I've been told that carpet really isn't as good of a sound absorber as you might think.

Any way to use IEMs?


----------



## MisterTim (May 10, 2010)

rwhealey said:


> I've been told that carpet really isn't as good of a sound absorber as you might think.
> 
> Any way to use IEMs?



No IEMs. think low-budget. Carpet good, IEM bad for budget. 

But even without monitors, the sound is so boomy out of the mains.


----------



## museav (May 10, 2010)

Some general concepts. Try to keep the sound aimed at the audience and minimize the sound hitting the walls, ceiling, etc. This may mean trying to get the speakers up higher and aimed down. Get what acoustical absorption you can into the space but watch that it is appropriately smoke/fire rated and that you don't add so much mainly high frequency absorption that the room is dead at high frequencies but very boomy at low frequencies. Try to minimize stage noise, IEMs may not fit the budget but things like the guitar and bass amps aimed at the players rather than at the audience might help. Think about whether you really need high levels everywhere or only directly in front of the stage. Think about speaker placement and coverage, turning the system up won't really fix it not having appropriate coverage.

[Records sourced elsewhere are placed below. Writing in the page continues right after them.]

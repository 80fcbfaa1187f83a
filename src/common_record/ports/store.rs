//! Storage port for common records.

use crate::common_record::domain::{CommonRecord, CommonToolName, NewCommonRecord};
use crate::tool_registry::domain::PageRequest;
use async_trait::async_trait;
use std::sync::Arc;
use thiserror::Error;

/// Result type for common record store operations.
pub type CommonRecordStoreResult<T> = Result<T, CommonRecordStoreError>;

/// Append-only store backing the shared common-record relation.
#[async_trait]
pub trait CommonRecordStore: Send + Sync {
    /// Appends a record and returns it with its assigned identifier.
    async fn append(&self, record: NewCommonRecord) -> CommonRecordStoreResult<CommonRecord>;

    /// Returns one page of a tool's records in ascending `id` order.
    async fn list_by_tool(
        &self,
        tool_name: &CommonToolName,
        page: PageRequest,
    ) -> CommonRecordStoreResult<Vec<CommonRecord>>;
}

/// Errors returned by common record store implementations.
#[derive(Debug, Clone, Error)]
pub enum CommonRecordStoreError {
    /// A stored row could not be reconstructed into domain types.
    #[error("invalid persisted common record: {0}")]
    InvalidPersistedData(Arc<dyn std::error::Error + Send + Sync>),

    /// Persistence-layer failure.
    #[error("persistence error: {0}")]
    Persistence(Arc<dyn std::error::Error + Send + Sync>),
}

impl CommonRecordStoreError {
    /// Wraps persisted-data decoding or validation failures.
    pub fn invalid_persisted_data(err: impl std::error::Error + Send + Sync + 'static) -> Self {
        Self::InvalidPersistedData(Arc::new(err))
    }

    /// Wraps a persistence-layer failure.
    pub fn persistence(err: impl std::error::Error + Send + Sync + 'static) -> Self {
        Self::Persistence(Arc::new(err))
    }
}
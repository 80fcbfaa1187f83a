//! Credential checks for administrative and tool-scoped operations.
//!
//! Every comparison goes through a [`CredentialVerifier`]. A verifier decides
//! how a secret is kept at rest ([`CredentialVerifier::seal`]) and how a
//! presented secret is compared against that form
//! ([`CredentialVerifier::verify`]). The plain-text verifier is an exact
//! equality check; the SHA-256 verifier stores digests and compares them in
//! constant time.

use serde::{Deserialize, Serialize};
use sha2::{Digest, Sha256};
use std::sync::Arc;
use subtle::ConstantTimeEq;
use thiserror::Error;

/// Seals and checks secrets.
pub trait CredentialVerifier: Send + Sync {
    /// Returns the at-rest form of `secret`.
    fn seal(&self, secret: &str) -> String;

    /// Returns whether `presented` matches the at-rest form `sealed`.
    fn verify(&self, presented: &str, sealed: &str) -> bool;
}

/// Exact string equality; secrets are kept as given.
#[derive(Debug, Clone, Copy, Default, PartialEq, Eq)]
pub struct PlainTextVerifier;

impl CredentialVerifier for PlainTextVerifier {
    fn seal(&self, secret: &str) -> String {
        secret.to_owned()
    }

    fn verify(&self, presented: &str, sealed: &str) -> bool {
        presented == sealed
    }
}

/// Secrets are kept as lower-case hex SHA-256 digests.
#[derive(Debug, Clone, Copy, Default, PartialEq, Eq)]
pub struct Sha256Verifier;

impl CredentialVerifier for Sha256Verifier {
    fn seal(&self, secret: &str) -> String {
        hex::encode(Sha256::digest(secret.as_bytes()))
    }

    fn verify(&self, presented: &str, sealed: &str) -> bool {
        let Ok(expected) = hex::decode(sealed.trim()) else {
            return false;
        };
        let candidate = Sha256::digest(presented.as_bytes());
        candidate.as_slice().ct_eq(&expected).into()
    }
}

/// Credential scheme selected by configuration.
#[derive(Debug, Clone, Copy, Default, PartialEq, Eq, Serialize, Deserialize)]
#[serde(rename_all = "snake_case")]
pub enum CredentialScheme {
    /// Plain-text equality.
    #[default]
    Plain,
    /// SHA-256 digests at rest.
    Sha256,
}

/// Verifier chosen at runtime from a [`CredentialScheme`].
#[derive(Debug, Clone, Copy, PartialEq, Eq)]
pub enum ConfiguredVerifier {
    /// See [`PlainTextVerifier`].
    Plain(PlainTextVerifier),
    /// See [`Sha256Verifier`].
    Sha256(Sha256Verifier),
}

impl From<CredentialScheme> for ConfiguredVerifier {
    fn from(scheme: CredentialScheme) -> Self {
        match scheme {
            CredentialScheme::Plain => Self::Plain(PlainTextVerifier),
            CredentialScheme::Sha256 => Self::Sha256(Sha256Verifier),
        }
    }
}

impl CredentialVerifier for ConfiguredVerifier {
    fn seal(&self, secret: &str) -> String {
        match self {
            Self::Plain(verifier) => verifier.seal(secret),
            Self::Sha256(verifier) => verifier.seal(secret),
        }
    }

    fn verify(&self, presented: &str, sealed: &str) -> bool {
        match self {
            Self::Plain(verifier) => verifier.verify(presented, sealed),
            Self::Sha256(verifier) => verifier.verify(presented, sealed),
        }
    }
}

/// Reasons a credential check failed.
#[derive(Debug, Clone, Copy, Error, PartialEq, Eq)]
pub enum AccessError {
    /// No credential was presented.
    #[error("credential missing")]
    Missing,
    /// The presented credential did not match.
    #[error("credential rejected")]
    Rejected,
}

/// Guards administrative operations with a single fixed secret.
///
/// A gate built without a secret rejects every request.
pub struct AdminGate<V: CredentialVerifier> {
    verifier: Arc<V>,
    sealed_secret: Option<String>,
}

impl<V: CredentialVerifier> AdminGate<V> {
    /// Creates a gate from the at-rest form of the admin secret.
    #[must_use]
    pub const fn new(verifier: Arc<V>, sealed_secret: Option<String>) -> Self {
        Self {
            verifier,
            sealed_secret,
        }
    }

    /// Checks a presented admin credential.
    ///
    /// # Errors
    ///
    /// Returns [`AccessError::Missing`] when nothing was presented and
    /// [`AccessError::Rejected`] when the credential does not match or no
    /// admin secret is configured.
    pub fn authorize(&self, presented: Option<&str>) -> Result<(), AccessError> {
        let credential = presented.ok_or(AccessError::Missing)?;
        let Some(sealed) = self.sealed_secret.as_deref() else {
            return Err(AccessError::Rejected);
        };
        if self.verifier.verify(credential, sealed) {
            Ok(())
        } else {
            Err(AccessError::Rejected)
        }
    }
}

impl<V: CredentialVerifier> Clone for AdminGate<V> {
    fn clone(&self) -> Self {
        Self {
            verifier: Arc::clone(&self.verifier),
            sealed_secret: self.sealed_secret.clone(),
        }
    }
}

/// Static set of accepted tokens for the legacy common-record path.
pub struct TokenSet<V: CredentialVerifier> {
    verifier: Arc<V>,
    sealed_tokens: Vec<String>,
}

impl<V: CredentialVerifier> TokenSet<V> {
    /// Creates a set from at-rest token forms.
    #[must_use]
    pub const fn new(verifier: Arc<V>, sealed_tokens: Vec<String>) -> Self {
        Self {
            verifier,
            sealed_tokens,
        }
    }

    /// Checks a presented token for membership.
    ///
    /// # Errors
    ///
    /// Returns [`AccessError::Missing`] when nothing was presented and
    /// [`AccessError::Rejected`] when the token is not in the set.
    pub fn authorize(&self, presented: Option<&str>) -> Result<(), AccessError> {
        let token = presented.ok_or(AccessError::Missing)?;
        if self
            .sealed_tokens
            .iter()
            .any(|sealed| self.verifier.verify(token, sealed))
        {
            Ok(())
        } else {
            Err(AccessError::Rejected)
        }
    }
}

impl<V: CredentialVerifier> Clone for TokenSet<V> {
    fn clone(&self) -> Self {
        Self {
            verifier: Arc::clone(&self.verifier),
            sealed_tokens: self.sealed_tokens.clone(),
        }
    }
}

Gym mats on the wall probably do more psychologically than acoustically, they may look like acoustical panels but they are made for physical protection and between the finish material, core material and thickness they usually offer limited acoustical benefit.


----------



## DanAyers (May 10, 2010)

Talented artists?
Sorry couldn't resist.

Take a look at Sound-Seal for fiberglass panels. If you dont mind the colors you might be able to get a few extra panels or cut-offs from a dealer who installed them nearby and had extras.


----------



## museav (May 12, 2010)

DanAyers said:


> Take a look at Sound-Seal for fiberglass panels. If you dont mind the colors you might be able to get a few extra panels or cut-offs from a dealer who installed them nearby and had extras.


There are many generally similar acoustical panel products available and while in most gyms adding any acoustical absorption can help, the challenge can be using them in an effective manner (and legally as far as flame spread and smoke emitted ratings). There are many factors related to how you locate and mount acoustical treatments that can significantly impact their effectiveness and in many cases there are also options such as implementing diffusion instead of only absorption.

Carpet is acoustically absorptive, but only at higher frequencies. A common problem is using carpeting for acoustical absorption and ending up with a space that is perhaps even overly 'dead' at higher frequencies but very 'live' and 'boomy' at lower frequencies. As an example, put behind a drum kit carpet might significantly reduce the reflections off the wall from the cymbals but have little effect for the kick.

Back to the OP, it would really help if we knew more about the venue, the audio system (especially the speakers) and the event. I have been in many gyms that are an acoustical nightmare but I have also sometimes been there to help change that and there are gyms that have decent acoustics, so knowing more about the situation might help in getting relevant recommendations..


----------



## MisterTim (May 12, 2010)

museav said:


> Back to the OP, it would really help if we knew more about the venue, the audio system (especially the speakers) and the event. I have been in many gyms that are an acoustical nightmare but I have also sometimes been there to help change that and there are gyms that have decent acoustics, so knowing more about the situation might help in getting relevant recommendations..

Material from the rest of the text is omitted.